Mary
Beth Hanrahan
While attending a field trip from Taft High School in Woodland
Hills, California, Mary Beth toured the Foster & Kleiser Billboard
manufacturing facility. Later that day, staring at the awesome billboards
as the bus made its way down Sunset Boulevard, she remembers being
struck by the communication potential of image and scale. “I
could imagine my art there,” Hanrahan claims. Nearly 10 years
later, she moved to Los Angeles to consciously pursue a career as
a display artist and prop maker. It was during that time that she
began painting. Mary Beth uses large scale, site specific, public
painting as a communication device, and as a vehicle for community-based
activism and involvement. The idea, the message, and the intended
audience determine the art medium she employs on each project.

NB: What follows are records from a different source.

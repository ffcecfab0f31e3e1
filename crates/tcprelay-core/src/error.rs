//! Relay error type and the leg/direction labels it carries.

use std::fmt;
use std::io;
use std::time::Duration;

use crate::errors::{
    ERROR_ABORTED, ERROR_CONFIG, ERROR_CONNECT, ERROR_CONNECT_TIMEOUT, ERROR_READ,
    ERROR_READ_TIMEOUT, ERROR_WRITE, ERROR_WRITE_TIMEOUT,
};

/// One of the two TCP connections taking part in a relay.
#[derive(Debug, Clone, Copy, PartialEq, Eq, Hash)]
pub enum Leg {
    /// The already-accepted connection handed to the relay.
    Inbound,
    /// The connection the relay dialed to the remote address.
    Outbound,
}

impl Leg {
    pub fn as_str(self) -> &'static str {
        match self {
            Leg::Inbound => "inbound",
            Leg::Outbound => "outbound",
        }
    }
}

impl fmt::Display for Leg {
    fn fmt(&self, f: &mut fmt::Formatter<'_>) -> fmt::Result {
        f.write_str(self.as_str())
    }
}

/// One of the two copy flows of a relay.
#[derive(Debug, Clone, Copy, PartialEq, Eq, Hash)]
pub enum Direction {
    /// Inbound leg to outbound leg.
    Upstream,
    /// Outbound leg to inbound leg.
    Downstream,
}

impl Direction {
    /// Leg this direction reads from.
    pub fn source(self) -> Leg {
        match self {
            Direction::Upstream => Leg::Inbound,
            Direction::Downstream => Leg::Outbound,
        }
    }

    /// Leg this direction writes to.
    pub fn sink(self) -> Leg {
        match self {
            Direction::Upstream => Leg::Outbound,
            Direction::Downstream => Leg::Inbound,
        }
    }

    pub fn as_str(self) -> &'static str {
        match self {
            Direction::Upstream => "upstream",
            Direction::Downstream => "downstream",
        }
    }
}

impl fmt::Display for Direction {
    fn fmt(&self, f: &mut fmt::Formatter<'_>) -> fmt::Result {
        f.write_str(self.as_str())
    }
}

/// Terminal failure of a relay.
///
/// A relay that ends because either peer cleanly closed its stream is not an
/// error; it returns `Ok(())`.
#[derive(Debug, thiserror::Error)]
pub enum RelayError {
    #[error("connect to {addr} failed: {source}")]
    Connect {
        addr: String,
        #[source]
        source: io::Error,
    },
    #[error("connect to {addr} timed out after {timeout:?}")]
    ConnectTimeout { addr: String, timeout: Duration },
    #[error("{direction}: read from {leg} leg timed out after {timeout:?}")]
    ReadTimeout {
        leg: Leg,
        direction: Direction,
        timeout: Duration,
    },
    #[error("{direction}: read from {leg} leg failed: {source}")]
    ReadFailure {
        leg: Leg,
        direction: Direction,
        #[source]
        source: io::Error,
    },
    #[error("{direction}: write to {leg} leg timed out after {timeout:?}")]
    WriteTimeout {
        leg: Leg,
        direction: Direction,
        timeout: Duration,
    },
    #[error("{direction}: write to {leg} leg failed: {source}")]
    WriteFailure {
        leg: Leg,
        direction: Direction,
        #[source]
        source: io::Error,
    },
    /// A forwarder task ended without reporting. `None` when neither did.
    #[error("{} ended without reporting", aborted_label(.0))]
    ForwarderAborted(Option<Direction>),
    #[error("invalid relay options: {0}")]
    InvalidOptions(String),
}

fn aborted_label(direction: &Option<Direction>) -> &'static str {
    match direction {
        Some(Direction::Upstream) => "upstream forwarder",
        Some(Direction::Downstream) => "downstream forwarder",
        None => "both forwarders",
    }
}

impl RelayError {
    /// Get the error type string for logging.
    pub fn error_type(&self) -> &'static str {
        match self {
            RelayError::Connect { .. } => ERROR_CONNECT,
            RelayError::ConnectTimeout { .. } => ERROR_CONNECT_TIMEOUT,
            RelayError::ReadTimeout { .. } => ERROR_READ_TIMEOUT,
            RelayError::ReadFailure { .. } => ERROR_READ,
            RelayError::WriteTimeout { .. } => ERROR_WRITE_TIMEOUT,
            RelayError::WriteFailure { .. } => ERROR_WRITE,
            RelayError::ForwarderAborted(_) => ERROR_ABORTED,
            RelayError::InvalidOptions(_) => ERROR_CONFIG,
        }
    }

    /// True for connect, read and write timeouts.
    pub fn is_timeout(&self) -> bool {
        matches!(
            self,
            RelayError::ConnectTimeout { .. }
                | RelayError::ReadTimeout { .. }
                | RelayError::WriteTimeout { .. }
        )
    }

    /// True if the relay never started forwarding because the dial failed.
    pub fn is_connect(&self) -> bool {
        matches!(
            self,
            RelayError::Connect { .. } | RelayError::ConnectTimeout { .. }
        )
    }

    /// Leg the failing operation ran on, if it was a forwarding operation.
    pub fn leg(&self) -> Option<Leg> {
        match self {
            RelayError::ReadTimeout { leg, .. }
            | RelayError::ReadFailure { leg, .. }
            | RelayError::WriteTimeout { leg, .. }
            | RelayError::WriteFailure { leg, .. } => Some(*leg),
            RelayError::Connect { .. } | RelayError::ConnectTimeout { .. } => Some(Leg::Outbound),
            RelayError::ForwarderAborted(_) | RelayError::InvalidOptions(_) => None,
        }
    }

    /// Direction whose forwarder reported the failure.
    pub fn direction(&self) -> Option<Direction> {
        match self {
            RelayError::ReadTimeout { direction, .. }
            | RelayError::ReadFailure { direction, .. }
            | RelayError::WriteTimeout { direction, .. }
            | RelayError::WriteFailure { direction, .. } => Some(*direction),
            RelayError::ForwarderAborted(direction) => *direction,
            _ => None,
        }
    }
}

For
Mary Beth, money and mediums are a means to an effect. The opportunities
for awareness-expansion and innovation exist primarily in the process
of bringing her works to life. Among her most respected works is
the Tortilla Flats Mural and Reunion Project. A collaborative venture
of Michael M. Mora and Hanrahan, the 500’ painting depicts
people, buildings, and businesses from the Tortilla Flats neighborhood
that was condemned and displaced when the 101 Freeway came through
Ventura, California during the 1950’s. The images were derived
from photos and oral histories obtained during the course of interviews
conducted with former neighborhood residents.